"""

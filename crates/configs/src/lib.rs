use anyhow::Result;
use serde::Deserialize;
use anyhow::anyhow;
use std::path::Path;

#[derive(Debug, Clone, Deserialize, Default)]
pub struct AppConfig {
    #[serde(default)]
    pub server: ServerConfig,
    #[serde(default)]
    pub database: DatabaseConfig,
}

#[derive(Debug, Clone, Deserialize)]
pub struct ServerConfig {
    #[serde(default = "default_host")]
    pub host: String,
    #[serde(default = "default_port")]
    pub port: u16,
    #[serde(default)]
    pub worker_threads: Option<usize>,
    #[serde(default = "default_request_timeout")]
    pub request_timeout_secs: u64,
}

impl Default for ServerConfig {
    fn default() -> Self {
        Self {
            host: default_host(),
            port: default_port(),
            worker_threads: None,
            request_timeout_secs: default_request_timeout(),
        }
    }
}

/// Pool and connection settings for the relational backend.
///
/// Defaults bound the pool at 25 open connections and recycle connections
/// after five minutes.
#[derive(Debug, Clone, Deserialize)]
pub struct DatabaseConfig {
    #[serde(default)]
    pub url: String,
    #[serde(default = "default_max_connections")]
    pub max_connections: u32,
    #[serde(default = "default_min_connections")]
    pub min_connections: u32,
    #[serde(default = "default_connect_timeout")]
    pub connect_timeout_secs: u64,
    #[serde(default = "default_idle_timeout")]
    pub idle_timeout_secs: u64,
    #[serde(default = "default_max_lifetime")]
    pub max_lifetime_secs: u64,
    #[serde(default = "default_acquire_timeout")]
    pub acquire_timeout_secs: u64,
    #[serde(default)]
    pub sqlx_logging: bool,
    /// Optional `sslmode` appended to the URL; empty leaves the URL untouched.
    #[serde(default)]
    pub ssl_mode: String,
}

impl Default for DatabaseConfig {
    fn default() -> Self {
        Self {
            url: String::new(),
            max_connections: default_max_connections(),
            min_connections: default_min_connections(),
            connect_timeout_secs: default_connect_timeout(),
            idle_timeout_secs: default_idle_timeout(),
            max_lifetime_secs: default_max_lifetime(),
            acquire_timeout_secs: default_acquire_timeout(),
            sqlx_logging: false,
            ssl_mode: String::new(),
        }
    }
}

fn default_host() -> String { "0.0.0.0".into() }
fn default_port() -> u16 { 8080 }
fn default_request_timeout() -> u64 { 30 }
fn default_max_connections() -> u32 { 25 }
fn default_min_connections() -> u32 { 1 }
fn default_connect_timeout() -> u64 { 10 }
fn default_idle_timeout() -> u64 { 60 }
fn default_max_lifetime() -> u64 { 300 }
fn default_acquire_timeout() -> u64 { 10 }

pub fn config_path() -> String {
    std::env::var("CONFIG_PATH").unwrap_or_else(|_| "config.toml".to_string())
}

pub fn load_from_file(path: &str) -> Result<AppConfig> {
    let content = std::fs::read_to_string(path)?;
    parse(&content)
}

pub fn parse(content: &str) -> Result<AppConfig> {
    let cfg: AppConfig = toml::from_str(content)?;
    Ok(cfg)
}

impl AppConfig {
    /// Read `config.toml` (or `CONFIG_PATH`) when it exists, otherwise start
    /// from defaults; environment variables then fill the gaps.
    pub fn load_and_validate() -> Result<Self> {
        let path = config_path();
        let mut cfg = if Path::new(&path).exists() {
            load_from_file(&path)?
        } else {
            AppConfig::default()
        };
        cfg.normalize_and_validate()?;
        Ok(cfg)
    }

    pub fn normalize_and_validate(&mut self) -> Result<()> {
        self.server.normalize_from_env();
        self.server.validate()?;
        self.database.normalize_from_env();
        self.database.validate()?;
        Ok(())
    }
}

impl ServerConfig {
    fn normalize_from_env(&mut self) {
        if let Ok(host) = std::env::var("SERVER_HOST") {
            if !host.trim().is_empty() { self.host = host; }
        }
        // PORT wins over SERVER_PORT, matching common PaaS conventions
        let port = std::env::var("PORT").ok().or_else(|| std::env::var("SERVER_PORT").ok());
        if let Some(p) = port.and_then(|p| p.parse::<u16>().ok()) {
            self.port = p;
        }
        if self.host.trim().is_empty() {
            self.host = default_host();
        }
        if self.worker_threads == Some(0) {
            self.worker_threads = None;
        }
    }

    fn validate(&self) -> Result<()> {
        if self.port == 0 {
            return Err(anyhow!("server.port must be in 1..=65535"));
        }
        if self.request_timeout_secs == 0 {
            return Err(anyhow!("server.request_timeout_secs must be positive"));
        }
        Ok(())
    }

    pub fn bind_addr(&self) -> String {
        format!("{}:{}", self.host, self.port)
    }
}

impl DatabaseConfig {
    pub fn normalize_from_env(&mut self) {
        if self.url.trim().is_empty() {
            if let Ok(url) = std::env::var("DATABASE_URL") {
                self.url = url;
            }
        }
        if self.ssl_mode.trim().is_empty() {
            if let Ok(mode) = std::env::var("DATABASE_SSLMODE") {
                self.ssl_mode = mode;
            }
        }
        self.url = with_ssl_mode(self.url.trim(), &self.ssl_mode);
    }

    pub fn validate(&self) -> Result<()> {
        if self.url.trim().is_empty() {
            return Err(anyhow!("DATABASE_URL environment variable is not set (or database.url in config.toml)"));
        }
        let lower = self.url.to_lowercase();
        if !(lower.starts_with("postgresql://") || lower.starts_with("postgres://")) {
            return Err(anyhow!("database.url must start with postgresql:// or postgres://"));
        }
        if self.min_connections == 0 {
            return Err(anyhow!("database.min_connections must be >= 1"));
        }
        if self.max_connections < self.min_connections {
            return Err(anyhow!("database.max_connections must be >= min_connections"));
        }
        if self.connect_timeout_secs == 0 || self.acquire_timeout_secs == 0 || self.max_lifetime_secs == 0 {
            return Err(anyhow!("database timeouts must be positive seconds"));
        }
        Ok(())
    }
}

/// Append `sslmode=<mode>` unless the URL already pins one. Empty URLs and an
/// empty mode are returned untouched.
pub fn with_ssl_mode(url: &str, mode: &str) -> String {
    if url.is_empty() || mode.trim().is_empty() || url.contains("sslmode=") {
        return url.to_string();
    }
    let sep = if url.contains('?') { '&' } else { '?' };
    format!("{url}{sep}sslmode={mode}")
}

"""

## ASSIGNED TASK
For the string "contains", state how many lines in the listing contain it, and give no other words.

## SOLUTION TO THIS EXERCISE
2